Et si l’on cessait de dire que les pharmaciens et les médecins sont en retard dans le domaine de la e-santé ? C’est en tout cas le point de vue de Sophie Gillardeau, consultante spécialisée en e santé et gérante de Pharma 3.0, et d’Yves Morvan, directeur de clientèle et expert santé chez Ipsos, point de vue exprimé lors de la dernière édition du congrès Doctors 2.0.

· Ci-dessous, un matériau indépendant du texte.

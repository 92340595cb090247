//! Cancellable deferred callbacks on the sequencer's clock.

use std::time::Duration;

/// Handle returned by [`Timers::schedule`], used to cancel the callback.
#[derive(Debug, Clone, Copy, PartialEq, Eq)]
pub struct TimerHandle(u64);

#[derive(Debug)]
struct Pending<T> {
    handle: TimerHandle,
    due: Duration,
    action: T,
}

/// Small timer queue. Due callbacks pop in deadline order, ties in scheduling order.
#[derive(Debug)]
pub struct Timers<T> {
    next_id: u64,
    pending: Vec<Pending<T>>,
}

impl<T> Default for Timers<T> {
    fn default() -> Self {
        Self { next_id: 0, pending: Vec::new() }
    }
}

impl<T> Timers<T> {
    pub fn new() -> Self {
        Self::default()
    }

    pub fn schedule(&mut self, now: Duration, delay: Duration, action: T) -> TimerHandle {
        let handle = TimerHandle(self.next_id);
        self.next_id += 1;
        self.pending.push(Pending { handle, due: now.saturating_add(delay), action });
        handle
    }

    /// Returns true if the callback was still pending.
    pub fn cancel(&mut self, handle: TimerHandle) -> bool {
        let before = self.pending.len();
        self.pending.retain(|p| p.handle != handle);
        self.pending.len() != before
    }

    pub fn next_deadline(&self) -> Option<Duration> {
        self.pending.iter().map(|p| p.due).min()
    }

    /// Removes and returns the earliest callback due at or before `now`.
    pub fn pop_due(&mut self, now: Duration) -> Option<(TimerHandle, T)> {
        let index = self
            .pending
            .iter()
            .enumerate()
            .filter(|(_, p)| p.due <= now)
            .min_by_key(|(_, p)| (p.due, p.handle.0))
            .map(|(i, _)| i)?;
        let pending = self.pending.remove(index);
        Some((pending.handle, pending.action))
    }
}

#[cfg(test)]
mod tests {
    use super::*;

    fn ms(value: u64) -> Duration {
        Duration::from_millis(value)
    }

    #[test]
    fn pops_in_deadline_order() {
        let mut timers = Timers::new();
        timers.schedule(ms(0), ms(300), "late");
        timers.schedule(ms(0), ms(100), "early");
        timers.schedule(ms(0), ms(100), "early-second");

        assert!(timers.pop_due(ms(50)).is_none());
        assert_eq!(timers.pop_due(ms(300)).map(|(_, a)| a), Some("early"));
        assert_eq!(timers.pop_due(ms(300)).map(|(_, a)| a), Some("early-second"));
        assert_eq!(timers.pop_due(ms(300)).map(|(_, a)| a), Some("late"));
        assert_eq!(timers.next_deadline(), None);
    }

    #[test]
    fn cancel_removes_pending() {
        let mut timers = Timers::new();
        let handle = timers.schedule(ms(10), ms(100), 1);
        timers.schedule(ms(10), ms(200), 2);
        assert_eq!(timers.next_deadline(), Some(ms(110)));

        assert!(timers.cancel(handle));
        assert!(!timers.cancel(handle));
        assert_eq!(timers.next_deadline(), Some(ms(210)));
        assert_eq!(timers.pop_due(ms(1_000)).map(|(_, a)| a), Some(2));
    }

    #[test]
    fn huge_delay_saturates() {
        let mut timers = Timers::new();
        timers.schedule(ms(10), Duration::MAX, ());
        assert_eq!(timers.next_deadline(), Some(Duration::MAX));
        assert!(timers.pop_due(ms(10_000)).is_none());
    }
}
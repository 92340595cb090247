//! Interactive preview window. Clips are drawn as tinted layers since no video
//! is decoded here; everything else is what the page would render.

mod view;

use raylib::prelude::*;
use tracing::warn;

use crate::constants::*;
use crate::simulation::Simulation;

pub fn run(simulation: &mut Simulation) {
    let (mut rl, thread) = raylib::init()
        .size(PREVIEW_WIDTH, PREVIEW_HEIGHT)
        .title("Hero Reel Preview")
        .vsync()
        .resizable()
        .build();
    rl.set_target_fps(FPS);
    rl.set_trace_log(TraceLogLevel::LOG_ERROR);

    let slide_count = simulation.sequencer().track().len();

    while !rl.window_should_close() {
        let dt = rl.get_frame_time();
        simulation.step(dt);

        // --- Input: indicator clicks and arrow keys jump ---
        let current = simulation.sequencer().position().slide;
        let mut jump = None;
        if rl.is_mouse_button_pressed(MouseButton::MOUSE_BUTTON_LEFT) {
            let mouse = rl.get_mouse_position();
            let height = rl.get_screen_height();
            jump = view::indicator_hit(mouse, slide_count, height);
        }
        if rl.is_key_pressed(KeyboardKey::KEY_RIGHT) {
            jump = Some((current + 1) % slide_count);
        }
        if rl.is_key_pressed(KeyboardKey::KEY_LEFT) {
            jump = Some((current + slide_count - 1) % slide_count);
        }
        if let Some(index) = jump {
            if let Err(e) = simulation.jump_to(index) {
                warn!(error = %e, "jump ignored");
            }
        }

        let time = rl.get_time();
        let mut d = rl.begin_drawing(&thread);
        view::draw(&mut d, simulation, time);
    }
}
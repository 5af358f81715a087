//! Reconstruction tester
//!
//! Seeds a reference generator, feeds the solver its outputs until a
//! generator comes back, and prints both state tables side by side for
//! manual verification. Exits nonzero if the reconstruction diverges from
//! the source.

use std::process::ExitCode;
use unrandom_core::{ReferenceGenerator, Solver};

pub fn run(seed: u32) -> ExitCode {
    if seed == 0 {
        println!("Please provide a non-zero seed");
        return ExitCode::FAILURE;
    }

    println!("testing seed: {seed}");

    let mut gen = ReferenceGenerator::from_seed(seed);
    let (samples, solved) = reconstruct(&mut gen);

    let matched = solved == gen;
    println!(
        "{} generator from seed {}",
        if matched {
            "reconstructed"
        } else {
            "failed to reconstruct"
        },
        seed
    );
    println!("from {samples} samples");

    println!("{:>3} {:>8} {:>8}", "pos", "source", "solved");
    let source_table = gen.table();
    let solved_table = solved.table();
    for i in 0..31isize {
        let pos = i - 30;
        println!(
            "{:>3} {:08X} {:08X}",
            pos,
            source_table.get(pos),
            solved_table.get(pos)
        );
    }

    if matched {
        ExitCode::SUCCESS
    } else {
        ExitCode::FAILURE
    }
}

/// Drive a fresh solver off `gen` until it yields a generator, counting the
/// samples consumed.
pub fn reconstruct(gen: &mut ReferenceGenerator) -> (u64, ReferenceGenerator) {
    let mut solver = Solver::new();
    let mut samples = 0u64;
    loop {
        samples += 1;
        if let Some(solved) = solver.feed(gen.advance()) {
            return (samples, solved);
        }
    }
}
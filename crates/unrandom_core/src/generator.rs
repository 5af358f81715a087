//! Reference model of glibc's default `random()` generator
//!
//! The default glibc configuration (TYPE_3) is an additive lagged-Fibonacci
//! register over 31 words of 32-bit state:
//!
//! ```text
//! s_i = s_{i-3} + s_{i-31}  (mod 2^32)
//! ```
//!
//! seeded by a Park–Miller multiplicative step, extended by three copies,
//! and advanced 310 steps before any output is emitted. Each output is the
//! freshly generated state word with its low bit discarded, which is the
//! property the solver exploits.

use rand_core::{impls, RngCore};
use thiserror::Error;

use crate::queue::CyclicQueue;

/// Number of 32-bit words of generator state.
pub const STATE_WORDS: usize = 31;

/// The generator's cyclic state table.
pub type StateTable = CyclicQueue<u32, STATE_WORDS>;

/// Index into the conceptual additive sequence at which a freshly seeded
/// generator emits its first output.
pub const RAW_OUTPUT_OFFSET: usize = 344;

/// Park–Miller multiplier used during seed expansion.
const SEED_MULTIPLIER: i64 = 16807;

/// Park–Miller modulus (2^31 - 1) used during seed expansion.
const SEED_MODULUS: i64 = 2_147_483_647;

/// Errors from constructing a generator out of runtime data.
#[derive(Debug, Error, PartialEq, Eq)]
pub enum GeneratorError {
    #[error("state table requires exactly {expected} words, got {actual}")]
    TableLength { expected: usize, actual: usize },
}

/// A faithful model of the glibc TYPE_3 `random()` generator.
///
/// Outputs are in `[0, 2^31)`; the internal state words span the full
/// 32-bit range. Seed 0 is unsupported: the Park–Miller expansion collapses
/// to the all-zero table and the output sequence degenerates (glibc itself
/// never selects it).
#[derive(Debug, Clone, Copy, PartialEq, Eq)]
pub struct ReferenceGenerator {
    table: StateTable,
}

impl ReferenceGenerator {
    /// Smallest possible output.
    pub const MIN: u32 = 0;

    /// Largest possible output, `2^31 - 1`.
    pub const MAX: u32 = u32::MAX >> 1;

    /// Construct from a nonzero seed, expanding and warming up the state
    /// the way glibc's `srandom()` does.
    pub fn from_seed(seed: u32) -> Self {
        let mut gen = Self {
            table: Self::table_from_seed(seed),
        };
        // Discard the first 310 states so the emitted sequence does not
        // reveal the seed words directly.
        for _ in 34..RAW_OUTPUT_OFFSET {
            gen.advance();
        }
        gen
    }

    /// Adopt a 31-word state table verbatim, with no warm-up.
    pub fn from_table(table: StateTable) -> Self {
        Self { table }
    }

    /// The next state word, without advancing.
    pub fn peek_state(&self) -> u32 {
        self.table.get(-3).wrapping_add(self.table.get(-31))
    }

    /// The next output, without advancing.
    pub fn peek_output(&self) -> u32 {
        self.peek_state() >> 1
    }

    /// Generate the next output, advancing the state by one word.
    pub fn advance(&mut self) -> u32 {
        let state = self.peek_state();
        self.table.pop_and_push(state);
        state >> 1
    }

    /// The internal state table, oldest word first.
    pub fn table(&self) -> &StateTable {
        &self.table
    }

    /// Seed expansion: Park–Miller from the seed word, then three copies
    /// that slide the window forward so the recurrence can take over.
    fn table_from_seed(seed: u32) -> StateTable {
        let mut table = StateTable::new();
        table.push(seed);
        for _ in 1..STATE_WORDS {
            // The previous word is reinterpreted as signed; seeds with the
            // high bit set produce negative remainders that must be fixed up.
            let prev = table.back() as i32 as i64;
            let mut value = (SEED_MULTIPLIER * prev) % SEED_MODULUS;
            if value < 0 {
                value += SEED_MODULUS;
            }
            table.push(value as u32);
        }
        for _ in 31..34 {
            let oldest = table.front();
            table.pop_and_push(oldest);
        }
        table
    }
}

impl TryFrom<&[u32]> for ReferenceGenerator {
    type Error = GeneratorError;

    fn try_from(words: &[u32]) -> Result<Self, Self::Error> {
        let words: [u32; STATE_WORDS] =
            words
                .try_into()
                .map_err(|_| GeneratorError::TableLength {
                    expected: STATE_WORDS,
                    actual: words.len(),
                })?;
        Ok(Self::from_table(StateTable::from(words)))
    }
}

impl RngCore for ReferenceGenerator {
    fn next_u32(&mut self) -> u32 {
        self.advance()
    }

    fn next_u64(&mut self) -> u64 {
        impls::next_u64_via_u32(self)
    }

    fn fill_bytes(&mut self, dest: &mut [u8]) {
        impls::fill_bytes_via_next(self, dest)
    }

    fn try_fill_bytes(&mut self, dest: &mut [u8]) -> Result<(), rand_core::Error> {
        self.fill_bytes(dest);
        Ok(())
    }
}

/// The first `len` words of the conceptual additive sequence for `seed`:
/// Park–Miller expansion for words 0..31, the three-copy extension for
/// words 31..34, then the additive recurrence.
///
/// A freshly seeded [`ReferenceGenerator`] retains words
/// `RAW_OUTPUT_OFFSET - 31 .. RAW_OUTPUT_OFFSET` and its first output is
/// word `RAW_OUTPUT_OFFSET` shifted right by one.
pub fn raw_sequence(seed: u32, len: usize) -> Vec<u32> {
    let mut seq = Vec::with_capacity(len);
    if len == 0 {
        return seq;
    }
    seq.push(seed);
    for i in 1..len {
        let word = if i < 31 {
            let prev = seq[i - 1] as i32 as i64;
            let mut value = (SEED_MULTIPLIER * prev) % SEED_MODULUS;
            if value < 0 {
                value += SEED_MODULUS;
            }
            value as u32
        } else if i < 34 {
            seq[i - 31]
        } else {
            seq[i - 3].wrapping_add(seq[i - 31])
        };
        seq.push(word);
    }
    seq
}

Intervenant au cours d’un atelier sur les professionnels de santé et le digital, ils ont battu en brèche l’idée selon laquelle ces professionnels ne seraient pas prêts à affronter la nouvelle révolution numérique qui s’amorce dans le domaine de la santé. Bien au contraire, les pharmaciens qui ont pris à bras-le-corps l’informatisation de leur activité, certes en partie forcée par le tiers payant, poursuivent leur équipement bon an mal an. « Ils se sont fortement équipés en smartphones et tablettes digitales, affirme ainsi Sophie Gillardeau, et sont prêts à les utiliser à des fins thérapeutiques pour leurs patients. Par ailleurs ils sont 85 % à affirmer être prêts à utiliser les objets connectés. » Même constat établi par Yves Morvan à l’échelle des trois grands pays européens, Allemagne, Grande-Bretagne et France, où une enquête a été menée pour connaître les attentes des médecins en matière digitale. « Après avoir longtemps estimé qu’Internet était le diable, ils en acceptent le rôle désormais, et se lancent volontiers dans l’usage d’applications mobiles ; ils sont 72 % à le faire. »
Se placer dans le cycle d’innovation
Mais alors, si les professionnels de santé se disent prêts, d’où vient ce flottement, cette impression que les choses ne se font pas quand on nous annonce de partout la révolution numérique de la santé ? Pour Yves Morvan, il faut se replacer dans une vision plus large, celle des grands cycles d’innovation. « On a souvent sous estimé le temps d’élaboration des solutions qui ont du succès, estime-t-il, or le temps d’innovation n’est pas linéaire. Il faut se demander à quel moment on est dans ce cycle d’innovation. »
La pléthore de solutions de e santé qui inonde le marché ne doit pas masquer l’absence de réponse claire à la question de savoir si l’on répond vraiment aux besoins des patients. Yves Morvan déplore l’éclatement des initiatives, qui ne permet pas à l’innovation de se répandre. Et de rappeler que « seulement 6 % des patients font confiance aux laboratoires pharmaceutiques pour développer des applications de santé. Il est indispensable de trouver une autre façon de travailler, médecins, pharmaciens, patients, développeurs, payeurs, autorités de santé, doivent se mettre autour d’une table pour créer, tester, valider des solutions ». C’est l’ensemble du système qu’il faut mobilier pour « co-créer » affirme l’analyste.
Communauté de patients
En attendant, les pharmaciens continuent de progresser dans leur maîtrise des technologies. Sophie Gillardeau cite le démarrage des linéaires digitaux, deux cents pharmacies déjà équipées selon elle, les bornes digitales de plus en plus intelligentes, ou encore les développements à venir autour du DP, incontestable réussite technologique. « De nouveaux développements vont l’enrichir, comme la possibilité d’identifier des mauvais usages des médicaments », précise-t-elle. Cela permettra de renforcer la communication avec les autres professionnels de santé et surtout de « manager » une communauté de patients, ce qui manque aujourd’hui. En effet, il y a encore quelques manques technologiques en officine, notamment du côté d’Internet où, entre les sites vitrines qui ne servent à rien et la vente en ligne pure et dure, il existe un espace non utilisé par les pharmacies qui permettrait d’animer de véritables communautés de patients. Autre regret exprimé par la consultante, la faible automatisation des officines en France, seulement 10 %, alors qu’elles sont selon elle étouffées par les activités logistiques sans valeur ajoutée. Sans doute le prix élevé des robots et automates explique le relativement peu d’intérêt des pharmaciens pour ces technologies, alors pourtant qu’elles apportent de nombreux avantages, affirme-t-elle en substance.